Internet Service Providers Across the Country Share Stories About Pole Access Issues

August 1, 2022

Too many unserved households, small businesses, and schools are still awaiting connectivity due to excessive costs and needless delays that internet service providers (ISPs) face when attaching to poles.

Armstrong Cable (PA)

Source: ACA Ex Parte Filing

  • “…utilities often fail to provide any explanation for the significant increases in project costs on the final bill and do not provide the information necessary to challenge the reasonableness of the make-ready charges. Mr. Shawn Beqaj (Armstrong) provided examples where a utility charged a new attacher for the correction of preexisting safety violations caused by others or for overdue improvements designed to bring poles into compliance with utility regulations.”

California Fiber ISP (CA)

Source: SHLB Comments to FCC

  • “A California fiber ISP whose mission is to bring fiber broadband networks to rural and remote areas experienced serious time delays and a large increase in project expenses when an investor-owned utility revealed that hundreds of its poles in some very rural and remote areas did not have test and treat survey inspections in a decade or more. This caused substantial delays in bringing broadband service to unserved communities during the COVID-19 pandemic.”

Crown Castle (IL)

Source: NCTA Petition to FCC

  • “ComEd refused to permit Crown Castle to attach to poles that had been ‘red tagged’ by ComEd until Crown Castle first pays to replace or reinforce those red tagged poles, even though the conditions that caused the red tag status existed prior to and are unrelated to Crown Castle’s proposed attachment.”

Dubois County, IN

Source: Dubois County Free Press

  • “This make-ready portion of the buildout is estimated to cost about $4.35 million according to Dubois REC, the owner of the poles. The $2.5 million in funding will offset that cost. Once the agreement is finalized with the entities involved, Dubois REC will begin the study of about 20,000 utility poles to determine their suitability for being used to run the fiber through the county.

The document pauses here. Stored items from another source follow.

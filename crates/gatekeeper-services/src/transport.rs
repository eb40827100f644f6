//! Host link channel.
//!
//! Outbound: control lines and binary frames, written in call order to one
//! byte sink. Inbound: raw bytes from the host, decoded into commands. The
//! host only ever sends lines, so the default inbound decoder is line-only.
//!
//! The channel does no I/O scheduling of its own. The daemon feeds inbound
//! bytes and flushes the sink; tests use a `Vec<u8>`.

use std::io::{self, Write};

use gatekeeper_core::codec::{CodecError, StreamDecoder, Unit};
use gatekeeper_core::wire::{DeviceMessage, Frame, HostCommand};

/// One decoded unit from the host.
#[derive(Debug, Clone, PartialEq, Eq)]
pub enum Inbound {
    Command(HostCommand),
    /// A well-formed line outside the command vocabulary.
    Unrecognized(String),
    /// The host sent a binary frame. Only reported by a frame-capable decoder.
    UnexpectedFrame(usize),
    /// Bytes the decoder had to discard.
    Framing(CodecError),
}

pub struct Channel<W: Write> {
    out: W,
    decoder: StreamDecoder,
    frames_sent: u64,
    bytes_sent: u64,
}

impl<W: Write> Channel<W> {
    pub fn new(out: W) -> Self {
        Self::with_decoder(out, StreamDecoder::lines_only())
    }

    pub fn with_decoder(out: W, decoder: StreamDecoder) -> Self {
        Self {
            out,
            decoder,
            frames_sent: 0,
            bytes_sent: 0,
        }
    }

    // ── Inbound ───────────────────────────────────────────────────────────────

    /// Buffer bytes received from the host.
    pub fn feed(&mut self, bytes: &[u8]) {
        self.decoder.extend(bytes);
    }

    /// Next complete inbound unit, in arrival order.
    pub fn next_inbound(&mut self) -> Option<Inbound> {
        let unit = self.decoder.next_unit()?;
        Some(match unit {
            Ok(Unit::Line(line)) => match line.parse::<HostCommand>() {
                Ok(cmd) => Inbound::Command(cmd),
                Err(_) => Inbound::Unrecognized(line),
            },
            Ok(Unit::Frame(payload)) => Inbound::UnexpectedFrame(payload.len()),
            Err(e) => Inbound::Framing(e),
        })
    }

    /// Drain every buffered inbound unit.
    pub fn drain_inbound(&mut self) -> Vec<Inbound> {
        std::iter::from_fn(|| self.next_inbound()).collect()
    }

    /// Drop partially received input, e.g. from a connection that is gone.
    pub fn discard_inbound(&mut self) {
        self.decoder.clear();
    }

    // ── Outbound ──────────────────────────────────────────────────────────────

    pub fn send_message(&mut self, msg: &DeviceMessage) -> io::Result<()> {
        tracing::debug!(line = %msg, "→ host");
        self.out.write_all(msg.to_line().as_bytes())?;
        self.out.flush()
    }

    /// Write one frame as a single contiguous buffer.
    pub fn send_frame(&mut self, frame: &Frame) -> io::Result<()> {
        self.out.write_all(&frame.encode())?;
        self.out.flush()?;
        self.frames_sent += 1;
        self.bytes_sent += frame.len() as u64;
        Ok(())
    }

    pub fn frames_sent(&self) -> u64 {
        self.frames_sent
    }

    pub fn bytes_sent(&self) -> u64 {
        self.bytes_sent
    }

    pub fn sink(&self) -> &W {
        &self.out
    }
}
//! Simulated fingerprint sensor.
//!
//! Stands in for the optical reader until the sensor driver lands. After a
//! configurable delay the attempt resolves according to `AuthMode`. In
//! `token_file` mode a touch is simulated by creating the token file; the
//! token is consumed on use.

use std::path::PathBuf;
use std::time::{Duration, Instant};

use gatekeeper_core::config::{AuthConfig, AuthMode};
use gatekeeper_services::{AuthPoll, Authenticator};

pub struct SimulatedFingerprint {
    mode: AuthMode,
    delay: Duration,
    token_path: PathBuf,
    started: Option<Instant>,
}

impl SimulatedFingerprint {
    pub fn new(config: &AuthConfig) -> Self {
        Self {
            mode: config.mode,
            delay: config.delay(),
            token_path: config.token_path.clone(),
            started: None,
        }
    }
}

impl Authenticator for SimulatedFingerprint {
    fn begin(&mut self) {
        tracing::info!(mode = ?self.mode, "place finger on sensor");
        self.started = Some(Instant::now());
    }

    fn poll(&mut self) -> AuthPoll {
        let Some(started) = self.started else {
            return AuthPoll::Pending;
        };
        if started.elapsed() < self.delay {
            return AuthPoll::Pending;
        }
        let answer = match self.mode {
            AuthMode::Accept => AuthPoll::Granted,
            AuthMode::Reject => AuthPoll::Denied,
            AuthMode::TokenFile => {
                if !self.token_path.exists() {
                    return AuthPoll::Pending;
                }
                if let Err(e) = std::fs::remove_file(&self.token_path) {
                    tracing::warn!(error = %e, path = %self.token_path.display(), "could not consume token");
                }
                AuthPoll::Granted
            }
        };
        self.started = None;
        answer
    }

    fn cancel(&mut self) {
        if self.started.take().is_some() {
            tracing::debug!("authentication attempt cancelled");
        }
    }
}
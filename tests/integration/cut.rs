use crate::*;
use gatekeeper_core::wire::{Frame, CHUNK_CAPACITY};
use gatekeeper_services::{Fault, Outcome};

fn streaming_rig() -> Rig {
    let mut rig = rig().chunks(vec![vec![9; 512]; 8]).build();
    rig.run_until(State::Streaming, 5);
    rig.tick();
    rig.tick();
    assert_eq!(rig.frames(), 2);
    rig
}

#[test]
fn cut_during_streaming_disconnects_within_one_tick() {
    let mut rig = streaming_rig();
    assert!(rig.relay.is_connected());

    rig.send(HostCommand::Cut);
    rig.tick();

    assert!(!rig.relay.is_connected());
    assert_eq!(rig.gk.state(), State::Idle);
    assert_eq!(rig.gk.outcome(), Outcome::Cut);
    assert_eq!(rig.gk.last_fault(), Some(&Fault::HostCut));

    // No frame for the aborted session after the cut.
    let frames = rig.frames();
    for _ in 0..5 {
        rig.tick();
    }
    assert_eq!(rig.frames(), frames);
    assert_eq!(rig.frames(), 2);
    assert_eq!(rig.lines().last().map(String::as_str), Some("ACTION:RELAY_CUT"));
}

#[test]
fn cut_preempts_the_step_in_the_same_tick() {
    let mut rig = streaming_rig();
    let reads = rig.reads();
    rig.send(HostCommand::Cut);
    rig.tick();
    assert_eq!(rig.reads(), reads, "no chunk read after a CUT in the same tick");
}

#[test]
fn bad_frame_then_cut_still_disconnects() {
    let mut rig = streaming_rig();

    let mut garbage = Frame::new(vec![1, 2, 3, 4], CHUNK_CAPACITY).unwrap().encode();
    let last = garbage.len() - 1;
    garbage[last] = 0x00;
    rig.gk.receive(&garbage);
    rig.send(HostCommand::Cut);
    rig.tick();

    assert!(!rig.relay.is_connected());
    assert_eq!(rig.gk.state(), State::Idle);
    assert_eq!(rig.gk.last_fault(), Some(&Fault::HostCut));
}

#[test]
fn truncated_frame_does_not_delay_cut() {
    let mut rig = streaming_rig();

    // Declares 8 bytes of payload, delivers three, no end marker.
    rig.gk.receive(&[0xAA, 0x00, 0x00, 0x00, 0x08, 0x11, 0x22, 0x00]);
    rig.send(HostCommand::Cut);
    rig.tick();

    assert!(!rig.relay.is_connected());
    assert_eq!(rig.gk.state(), State::Idle);
    assert_eq!(rig.gk.outcome(), Outcome::Cut);
    assert_eq!(rig.gk.last_fault(), Some(&Fault::HostCut));
    let lines = rig.lines();
    assert_eq!(
        &lines[lines.len() - 2..],
        &["ERROR:PROTOCOL".to_string(), "ACTION:RELAY_CUT".to_string()]
    );
}

#[test]
fn truncated_frame_in_its_own_read_does_not_delay_cut() {
    let mut rig = streaming_rig();

    rig.gk.receive(&[0xAA, 0x00, 0x00, 0x00, 0x08, 0x11]);
    rig.tick();
    assert!(rig.relay.is_connected());
    assert_eq!(rig.gk.state(), State::Streaming);

    rig.send(HostCommand::Cut);
    rig.tick();
    assert!(!rig.relay.is_connected());
    assert_eq!(rig.gk.last_fault(), Some(&Fault::HostCut));
}

#[test]
fn cut_during_authentication_cancels_the_attempt() {
    let mut rig = rig().auth(AuthPoll::Pending).build();
    rig.tick();
    assert_eq!(rig.gk.state(), State::Authenticating);
    assert_eq!(rig.auth.begins.load(Ordering::SeqCst), 1);

    rig.send(HostCommand::Cut);
    rig.tick();

    assert_eq!(rig.gk.state(), State::Idle);
    assert!(rig.auth.cancels.load(Ordering::SeqCst) >= 1);
    assert_eq!(rig.scans(), 0);

    // Late grant after the cut changes nothing.
    rig.auth.set(AuthPoll::Granted);
    rig.tick();
    assert_eq!(rig.gk.state(), State::Idle);
    assert!(!rig.relay.is_connected());
}

#[test]
fn cut_after_allow_disconnects_released_drive() {
    let mut rig = rig().chunks(vec![vec![3; 16]]).build();
    rig.run_until(State::AwaitingHostDecision, 10);
    rig.send(HostCommand::Allow);
    rig.tick();
    assert!(rig.relay.is_connected());

    rig.send(HostCommand::Cut);
    rig.tick();
    assert!(!rig.relay.is_connected());
    assert!(!rig.gk.is_released());
    assert_eq!(rig.gk.outcome(), Outcome::Cut);
}

#[test]
fn cut_and_allow_in_one_read_are_taken_in_order() {
    let mut rig = rig().chunks(vec![vec![3; 16]]).build();
    rig.run_until(State::AwaitingHostDecision, 10);

    rig.gk.receive(b"CUT\nALLOW\n");
    rig.tick();

    assert!(!rig.relay.is_connected());
    assert!(matches!(rig.gk.last_fault(), Some(Fault::ProtocolViolation(_))));
    let lines = rig.lines();
    assert_eq!(
        &lines[lines.len() - 2..],
        &["ACTION:RELAY_CUT".to_string(), "ERROR:PROTOCOL".to_string()]
    );
}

Providers have stated this make-ready study and deployment could cut the broadband expansion through the area from up to seven years down to two years.”

IdeaTek (KS)

Source: INCOMPAS Comments to FCC

  • “INCOMPAS’ member IdeaTek, which operates in rural Kansas…has been allocated 100 percent of the replacement costs on applications that require make-ready and pole replacement, with no consideration given to the enrichment and benefit this confers to the utility or the current value or condition of the pole.”

Lumos Network (WV)

Source: NCTA Petition to FCC

  • “…[Lumos Network] regularly encountered situations to absorb the entire cost of survey and make-ready work merely because it happened to be the first attacher requesting access to a certain route or to certain pole lines…pole owners typically expect the new attacher to pay all of the costs of make-ready and will then often seek additional remuneration from existing attachers for costs they already recouped.”

Mediacom (MN)

Source: ACA Comments to FCC

  • “…an investor-owned utility in Minnesota charged Mediacom to fix violations on poles to which Mediacom had been attached for 20 years caused by the utility moving its equipment during pre-make-ready inspections for a new attacher.”


MetroNet (IN)

Source: ACA Comments to FCC

  • “MetroNet…has been waiting more than a year for approval of applications for 160 pole attachments because the one employee responsible for reviewing applications was out on extended medical leave.”

NLBC (IN)

Source: ACA Connects Comments to FCC

  • “[w]hen utilities’ poles must be replaced to accommodate NLBC attachment requests, it is our experience that the two IOUs in our service area give no consideration in assessing the charges regarding the age of the pole or whether it is scheduled to be replaced; these two IOUs always seem to recover – or seek to recover – the entire cost of the replacement from us as a new attacher. Thus, the pole owners similarly do not take into account the benefit that the new pole may create for the utility (or other attachers).”

SECTV (PA, NJ)

Source: ACA Connects Comments to FCC

  • “Similarly, in 2021, SECTV reports that a utility planned to charge it more than $10,000 to replace a more-than-fifty-year-old pole, almost 30% of the total make-ready costs for a project to reach eleven residents.”

SLIC Network Solutions (NY)

Source: New Yorker

  • “…a rule change required the company [SLIC Network Solutions] to pay a contractor to survey utility poles, pay anywhere from six thousand to eighteen thousand dollars to replace each one, and then pay the utility company a yearly fee to remain attached to the pole. In addition, the state is now requiring fiber-optic companies like Slic to pay property tax on every utility pole on private property…as a consequence, in many cases, the cost per mile has gone from four thousand dollars to more than thirty thousand dollars.”

Uniti (PA)

Source: INCOMPAS Comments to FCC

  • “In the case of Uniti, one utility in Pennsylvania developed its own pole attachment safety standards and refused to share or disclose with the company what those exact standards were. In response, Uniti requested a copy of the utility’s standards in hopes of developing a better understanding of the applicable specifications so that they could correctly design their build according to these requirements. To date, the utility has refused.”